Personal information
- Born: 29 June 2007 (age 19) Cairo, Egypt
- Height: 167 cm (5 ft 6 in)
- Weight: 55 kg (121 lb)

Sport
- Country: Egyptian
- Turned pro: 2022
- Racquet used: Dunlop

Women's singles
- Highest ranking: No.2 (January 2026)
- Current ranking: No. 2 (January 2026)
- Title: 11
- PSA Profile

Medal record
Women's squash
Representing Egypt
World Championships
| Gold medal – first place | 2026 Giza | singles |
World Team Championships
| Gold medal – first place | 2024 Hong Kong | Team |
World Junior Championships
| Gold medal – first place | 2022 Maxeville | singles |
| Gold medal – first place | 2023 Melbourne | singles |
| Gold medal – first place | 2024 Houston | singles |
| Gold medal – first place | 2025 New Cairo | singles |

= Amina Orfi =

Egyptian squash player (born 2007)

Amina Orfi (born 29 June 2007) is an Egyptian professional squash player. In 2026 she won the World individual championship and achieved her career-high PSA ranking of World No. 2 in January of that year.

== Career ==
Orfi won the World Junior Championships 2022 (under 19), held in Nancy, France, and has won four British Junior Open championship age titles between 2018 and 2023.

As the 11th seed, she reached the third round at the 2024 PSA Women's World Squash Championship in May, losing out to Nour El Sherbini.

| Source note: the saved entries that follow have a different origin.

#[cfg(test)]
#[allow(clippy::unwrap_used)]
mod tests {
    use super::*;
    use tokio_test::io::Builder;

    #[test]
    fn test_stuff_payload() {
        assert_eq!(
            stuff_payload(b"Subject: x\n\n.hidden\r\nlast"),
            b"Subject: x\r\n\r\n..hidden\r\nlast\r\n.\r\n"
        );
        assert_eq!(stuff_payload(b"one\r\n"), b"one\r\n.\r\n");
        assert_eq!(stuff_payload(b""), b".\r\n");
        assert_eq!(stuff_payload(b"."), b"..\r\n.\r\n");
    }

    #[tokio::test]
    async fn test_greeting_must_be_220() {
        let mock = Builder::new().read(b"554 no service\r\n").build();
        let err = SmtpClient::greeting(LineConnection::new(mock)).await.unwrap_err();
        assert!(err.is_permanent());
    }

    #[tokio::test]
    async fn test_ehlo_collects_capabilities() {
        let mock = Builder::new()
            .read(b"220 mail.example.com ESMTP\r\n")
            .write(b"EHLO client.example.com\r\n")
            .read(b"250-mail.example.com hello\r\n250-AUTH PLAIN LOGIN\r\n250-STARTTLS\r\n250 SIZE 1000\r\n")
            .build();
        let client = SmtpClient::greeting(LineConnection::new(mock)).await.unwrap();
        let client = client.ehlo("client.example.com").await.unwrap();

        let info = client.server_info();
        assert!(info.capabilities.contains("STARTTLS"));
        assert!(info.capabilities.contains("AUTH PLAIN LOGIN"));
        assert_eq!(info.max_message_size(), Some(1000));
    }

    #[tokio::test]
    async fn test_helo_fallback() {
        let mock = Builder::new()
            .read(b"220 old.example.com\r\n")
            .write(b"EHLO me\r\n")
            .read(b"502 command not implemented\r\n")
            .write(b"HELO me\r\n")
            .read(b"250 old.example.com\r\n")
            .build();
        let client = SmtpClient::greeting(LineConnection::new(mock)).await.unwrap();
        let client = client.ehlo("me").await.unwrap();
        assert!(client.server_info().capabilities.is_empty());
    }

    #[tokio::test]
    async fn test_starttls_requires_capability() {
        let mock = Builder::new().read(b"220 mail.example.com\r\n").build();
        let client = SmtpClient::greeting(LineConnection::new(
            pocketmail_net::testing::ScriptedStream::new(mock).0,
        ))
        .await
        .unwrap();
        assert!(matches!(
            client.starttls("mail.example.com").await,
            Err(Error::NotSupported(_))
        ));
    }

    #[tokio::test]
    async fn test_auth_plain() {
        let mock = Builder::new()
            .read(b"220 mail.example.com\r\n")
            .write(b"AUTH PLAIN\r\n")
            .read(b"334 \r\n")
            .write(b"AHVzZXIAcGFzcw==\r\n")
            .read(b"235 2.7.0 Authentication successful\r\n")
            .build();
        let client = SmtpClient::greeting(LineConnection::new(mock)).await.unwrap();
        client
            .authenticate(AuthMechanism::Plain, "user", "pass")
            .await
            .unwrap();
    }

    #[tokio::test]
    async fn test_auth_login() {
        let mock = Builder::new()
            .read(b"220 mail.example.com\r\n")
            .write(b"AUTH LOGIN\r\n")
            .read(b"334 VXNlcm5hbWU6\r\n")
            .write(b"dXNlcg==\r\n")
            .read(b"334 UGFzc3dvcmQ6\r\n")
            .write(b"cGFzcw==\r\n")
            .read(b"235 ok\r\n")
            .build();
        let client = SmtpClient::greeting(LineConnection::new(mock)).await.unwrap();
        client
            .authenticate(AuthMechanism::Login, "user", "pass")
            .await
            .unwrap();
    }

    #[tokio::test]
    async fn test_auth_cram_md5() {
        let mock = Builder::new()
            .read(b"220 mail.example.com\r\n")
            .write(b"AUTH CRAM-MD5\r\n")
            .read(b"334 PDE4OTYuNjk3MTcwOTUyQHBvc3RvZmZpY2UucmVzdG9uLm1jaS5uZXQ+\r\n")
            .write(b"dGltIGI5MTNhNjAyYzdlZGE3YTQ5NWI0ZTZlNzMzNGQzODkw\r\n")
            .read(b"235 Authentication successful\r\n")
            .build();
        let client = SmtpClient::greeting(LineConnection::new(mock)).await.unwrap();
        client
            .authenticate(AuthMechanism::CramMd5, "tim", "tanstaaftanstaaf")
            .await
            .unwrap();
    }

    #[tokio::test]
    async fn test_auth_rejected() {
        let mock = Builder::new()
            .read(b"220 mail.example.com\r\n")
            .write(b"AUTH PLAIN\r\n")
            .read(b"334 \r\n")
            .write(b"AHVzZXIAd3Jvbmc=\r\n")
            .read(b"535 5.7.8 credentials invalid\r\n")
            .build();
        let client = SmtpClient::greeting(LineConnection::new(mock)).await.unwrap();
        let err = client
            .authenticate(AuthMechanism::Plain, "user", "wrong")
            .await
            .unwrap_err();
        assert!(matches!(err, Error::Auth(text) if text.starts_with("535")));
    }

    #[tokio::test]
    async fn test_auth_mechanism_refused() {
        let mock = Builder::new()
            .read(b"220 mail.example.com\r\n")
            .write(b"AUTH CRAM-MD5\r\n")
            .read(b"504 mechanism not supported\r\n")
            .build();
        let client = SmtpClient::greeting(LineConnection::new(mock)).await.unwrap();
        let err = client
            .authenticate(AuthMechanism::CramMd5, "user", "pw")
            .await
            .unwrap_err();
        assert!(matches!(err, Error::Auth(_)));
    }

    #[tokio::test]
    async fn test_second_message_sends_rset_first() {
        let mock = Builder::new()
            .read(b"220 mail.example.com\r\n")
            .write(b"MAIL FROM:<ann@example.com>\r\n")
            .read(b"250 ok\r\n")
            .write(b"RCPT TO:<bob@example.org>\r\n")
            .read(b"250 ok\r\n")
            .write(b"DATA\r\n")
            .read(b"354 go ahead\r\n")
            .write(b"Subject: one\r\n\r\nhi\r\n.\r\n")
            .read(b"250 queued\r\n")
            .write(b"RSET\r\n")
            .read(b"250 flushed\r\n")
            .write(b"MAIL FROM:<ann@example.com>\r\n")
            .read(b"250 ok\r\n")
            .write(b"RCPT TO:<cy@example.net>\r\n")
            .read(b"251 forwarding\r\n")
            .write(b"DATA\r\n")
            .read(b"354 go ahead\r\n")
            .write(b"Subject: two\r\n\r\n..\r\n.\r\n")
            .read(b"250 queued\r\n")
            .write(b"QUIT\r\n")
            .read(b"221 bye\r\n")
            .build();
        let mut client = SmtpClient::greeting(LineConnection::new(mock)).await.unwrap();

        client
            .send("Ann <ann@example.com>", &["bob@example.org"], b"Subject: one\n\nhi\n")
            .await
            .unwrap();
        client
            .send("ann@example.com", &["\"Cy\" <cy@example.net>"], b"Subject: two\r\n\r\n.\r\n")
            .await
            .unwrap();
        assert_eq!(client.messages_sent(), 2);
        client.quit().await.unwrap();
    }

    #[tokio::test]
    async fn test_data_rejected() {
        let mock = Builder::new()
            .read(b"220 mail.example.com\r\n")
            .write(b"DATA\r\n")
            .read(b"354 go ahead\r\n")
            .write(b"x\r\n.\r\n")
            .read(b"554 rejected as spam\r\n")
            .build();
        let mut client = SmtpClient::greeting(LineConnection::new(mock)).await.unwrap();
        let err = client.data(b"x").await.unwrap_err();
        assert!(err.is_permanent());
        assert_eq!(client.messages_sent(), 0);
    }

    #[tokio::test]
    async fn test_recipient_rejected() {
        let mock = Builder::new()
            .read(b"220 mail.example.com\r\n")
            .write(b"RCPT TO:<nobody@example.com>\r\n")
            .read(b"550 no such user\r\n")
            .build();
        let mut client = SmtpClient::greeting(LineConnection::new(mock)).await.unwrap();
        assert!(client.rcpt_to("nobody@example.com").await.unwrap_err().is_permanent());
        assert!(matches!(
            client.rcpt_to("not an address").await,
            Err(Error::InvalidAddress(_))
        ));
    }
}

In 2024, Orfi won her 6th PSA title after securing victory in the Singapore Open during the 2024–25 PSA Squash Tour.

In December 2024, Orfi helped Egypt win their fourth consecutive title at the 2024 Women's World Team Squash Championships.

In March 2025, Orfi won her 7th PSA title after securing victory in the New Zealand Open during the 2024–25 PSA Squash Tour. She won her 8th PSA title in September after winning the London Classic.

In October 2025, she won her ninth title, the Canadian Open, during the 2025–26 PSA Squash Tour. This was quickly followed by success in the China Open for title number 10.

In January 2026, she won an 11th PSA title and reached a career high world ranking of 2. Later that year Orfi became world champion after winning the 2026 World Championship, defeating defending champion Nour El Sherbini in the final.